Records supplied:

// SPDX-License-Identifier: BUSL-1.1
// Copyright (c) 2026 Alfred Jean LLC

//! Materialized state from record replay
//!
//! Both backends keep one of these in memory. The memory backend applies
//! records directly; the file backend applies them as it reads the WAL.

use crate::error::StorageError;
use orbit_core::{ChangelogEntry, Operation, OperationPlan, OperationState};
use serde::{Deserialize, Serialize};
use std::collections::BTreeMap;

/// A single durable state change
#[derive(Debug, Clone, PartialEq, Serialize, Deserialize)]
#[serde(tag = "type", rename_all = "snake_case")]
pub enum Record {
    OperationCreated {
        operation: Operation,
    },
    OperationStateChanged {
        domain: String,
        id: String,
        state: OperationState,
    },
    PlanCreated {
        plan: OperationPlan,
    },
    ChangelogAppended {
        entry: ChangelogEntry,
    },
}

impl Record {
    pub fn name(&self) -> &'static str {
        match self {
            Record::OperationCreated { .. } => "operation_created",
            Record::OperationStateChanged { .. } => "operation_state_changed",
            Record::PlanCreated { .. } => "plan_created",
            Record::ChangelogAppended { .. } => "changelog_appended",
        }
    }
}

fn key(domain: &str, id: &str) -> String {
    format!("{}/{}", domain, id)
}

/// Operations, plans and changelogs built from applied records
#[derive(Debug, Clone, Default)]
pub struct MaterializedState {
    operations: BTreeMap<String, Operation>,
    /// Operation keys in creation order
    order: Vec<String>,
    plans: BTreeMap<String, OperationPlan>,
    changelogs: BTreeMap<String, Vec<ChangelogEntry>>,
    last_sequence: u64,
}

impl MaterializedState {
    pub fn new() -> Self {
        Self::default()
    }

    pub fn operation(&self, domain: &str, id: &str) -> Option<&Operation> {
        self.operations.get(&key(domain, id))
    }

    /// Most recently created operation; later insertion wins on equal timestamps
    pub fn last_operation(&self) -> Option<&Operation> {
        self.operations().fold(None, |last, op| match last {
            Some(l) if l.created > op.created => Some(l),
            _ => Some(op),
        })
    }

    pub fn operations(&self) -> impl Iterator<Item = &Operation> {
        self.order.iter().filter_map(|k| self.operations.get(k))
    }

    pub fn plan(&self, domain: &str, operation_id: &str) -> Option<&OperationPlan> {
        self.plans.get(&key(domain, operation_id))
    }

    pub fn changelog(&self, domain: &str, operation_id: &str) -> &[ChangelogEntry] {
        self.changelogs
            .get(&key(domain, operation_id))
            .map(Vec::as_slice)
            .unwrap_or(&[])
    }

    /// Highest changelog sequence applied so far
    pub fn last_sequence(&self) -> u64 {
        self.last_sequence
    }

    /// Sequence the next appended changelog entry receives
    pub fn next_sequence(&self) -> u64 {
        self.last_sequence + 1
    }

    /// Validate a record against the current state without applying it
    pub fn check(&self, record: &Record) -> Result<(), StorageError> {
        match record {
            Record::OperationCreated { operation } => {
                let k = key(&operation.site_domain, &operation.id);
                if self.operations.contains_key(&k) {
                    return Err(StorageError::already_exists("operation", k));
                }
            }
            Record::OperationStateChanged { domain, id, .. } => {
                if self.operation(domain, id).is_none() {
                    return Err(StorageError::not_found("operation", key(domain, id)));
                }
            }
            Record::PlanCreated { plan } => {
                if self.plans.contains_key(&plan.key()) {
                    return Err(StorageError::already_exists("plan", plan.key()));
                }
            }
            Record::ChangelogAppended { entry } => {
                if self.plan(&entry.domain, &entry.operation_id).is_none() {
                    return Err(StorageError::not_found(
                        "plan",
                        key(&entry.domain, &entry.operation_id),
                    ));
                }
            }
        }
        Ok(())
    }

    /// Apply a record; invalid records leave the state untouched
    pub fn apply(&mut self, record: &Record) -> Result<(), StorageError> {
        self.check(record)?;
        match record {
            Record::OperationCreated { operation } => {
                let k = key(&operation.site_domain, &operation.id);
                self.order.push(k.clone());
                self.operations.insert(k, operation.clone());
            }
            Record::OperationStateChanged { domain, id, state } => {
                if let Some(op) = self.operations.get_mut(&key(domain, id)) {
                    op.state = *state;
                }
            }
            Record::PlanCreated { plan } => {
                self.plans.insert(plan.key(), plan.clone());
            }
            Record::ChangelogAppended { entry } => {
                self.last_sequence = self.last_sequence.max(entry.sequence);
                self.changelogs
                    .entry(key(&entry.domain, &entry.operation_id))
                    .or_default()
                    .push(entry.clone());
            }
        }
        Ok(())
    }
}

#[cfg(test)]
#[path = "state_tests.rs"]
mod tests;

Work order: Copy all the data. Match it exactly.

Exercise solution:
// SPDX-License-Identifier: BUSL-1.1
// Copyright (c) 2026 Alfred Jean LLC

//! Materialized state from record replay
//!
//! Both backends keep one of these in memory. The memory backend applies
//! records directly; the file backend applies them as it reads the WAL.

use crate::error::StorageError;
use orbit_core::{ChangelogEntry, Operation, OperationPlan, OperationState};
use serde::{Deserialize, Serialize};
use std::collections::BTreeMap;

/// A single durable state change
#[derive(Debug, Clone, PartialEq, Serialize, Deserialize)]
#[serde(tag = "type", rename_all = "snake_case")]
pub enum Record {
    OperationCreated {
        operation: Operation,
    },
    OperationStateChanged {
        domain: String,
        id: String,
        state: OperationState,
    },
    PlanCreated {
        plan: OperationPlan,
    },
    ChangelogAppended {
        entry: ChangelogEntry,
    },
}

impl Record {
    pub fn name(&self) -> &'static str {
        match self {
            Record::OperationCreated { .. } => "operation_created",
            Record::OperationStateChanged { .. } => "operation_state_changed",
            Record::PlanCreated { .. } => "plan_created",
            Record::ChangelogAppended { .. } => "changelog_appended",
        }
    }
}

fn key(domain: &str, id: &str) -> String {
    format!("{}/{}", domain, id)
}

/// Operations, plans and changelogs built from applied records
#[derive(Debug, Clone, Default)]
pub struct MaterializedState {
    operations: BTreeMap<String, Operation>,
    /// Operation keys in creation order
    order: Vec<String>,
    plans: BTreeMap<String, OperationPlan>,
    changelogs: BTreeMap<String, Vec<ChangelogEntry>>,
    last_sequence: u64,
}

impl MaterializedState {
    pub fn new() -> Self {
        Self::default()
    }

    pub fn operation(&self, domain: &str, id: &str) -> Option<&Operation> {
        self.operations.get(&key(domain, id))
    }

    /// Most recently created operation; later insertion wins on equal timestamps
    pub fn last_operation(&self) -> Option<&Operation> {
        self.operations().fold(None, |last, op| match last {
            Some(l) if l.created > op.created => Some(l),
            _ => Some(op),
        })
    }

    pub fn operations(&self) -> impl Iterator<Item = &Operation> {
        self.order.iter().filter_map(|k| self.operations.get(k))
    }

    pub fn plan(&self, domain: &str, operation_id: &str) -> Option<&OperationPlan> {
        self.plans.get(&key(domain, operation_id))
    }

    pub fn changelog(&self, domain: &str, operation_id: &str) -> &[ChangelogEntry] {
        self.changelogs
            .get(&key(domain, operation_id))
            .map(Vec::as_slice)
            .unwrap_or(&[])
    }

    /// Highest changelog sequence applied so far
    pub fn last_sequence(&self) -> u64 {
        self.last_sequence
    }

    /// Sequence the next appended changelog entry receives
    pub fn next_sequence(&self) -> u64 {
        self.last_sequence + 1
    }

    /// Validate a record against the current state without applying it
    pub fn check(&self, record: &Record) -> Result<(), StorageError> {
        match record {
            Record::OperationCreated { operation } => {
                let k = key(&operation.site_domain, &operation.id);
                if self.operations.contains_key(&k) {
                    return Err(StorageError::already_exists("operation", k));
                }
            }
            Record::OperationStateChanged { domain, id, .. } => {
                if self.operation(domain, id).is_none() {
                    return Err(StorageError::not_found("operation", key(domain, id)));
                }
            }
            Record::PlanCreated { plan } => {
                if self.plans.contains_key(&plan.key()) {
                    return Err(StorageError::already_exists("plan", plan.key()));
                }
            }
            Record::ChangelogAppended { entry } => {
                if self.plan(&entry.domain, &entry.operation_id).is_none() {
                    return Err(StorageError::not_found(
                        "plan",
                        key(&entry.domain, &entry.operation_id),
                    ));
                }
            }
        }
        Ok(())
    }

    /// Apply a record; invalid records leave the state untouched
    pub fn apply(&mut self, record: &Record) -> Result<(), StorageError> {
        self.check(record)?;
        match record {
            Record::OperationCreated { operation } => {
                let k = key(&operation.site_domain, &operation.id);
                self.order.push(k.clone());
                self.operations.insert(k, operation.clone());
            }
            Record::OperationStateChanged { domain, id, state } => {
                if let Some(op) = self.operations.get_mut(&key(domain, id)) {
                    op.state = *state;
                }
            }
            Record::PlanCreated { plan } => {
                self.plans.insert(plan.key(), plan.clone());
            }
            Record::ChangelogAppended { entry } => {
                self.last_sequence = self.last_sequence.max(entry.sequence);
                self.changelogs
                    .entry(key(&entry.domain, &entry.operation_id))
                    .or_default()
                    .push(entry.clone());
            }
        }
        Ok(())
    }
}

#[cfg(test)]
#[path = "state_tests.rs"]
mod tests;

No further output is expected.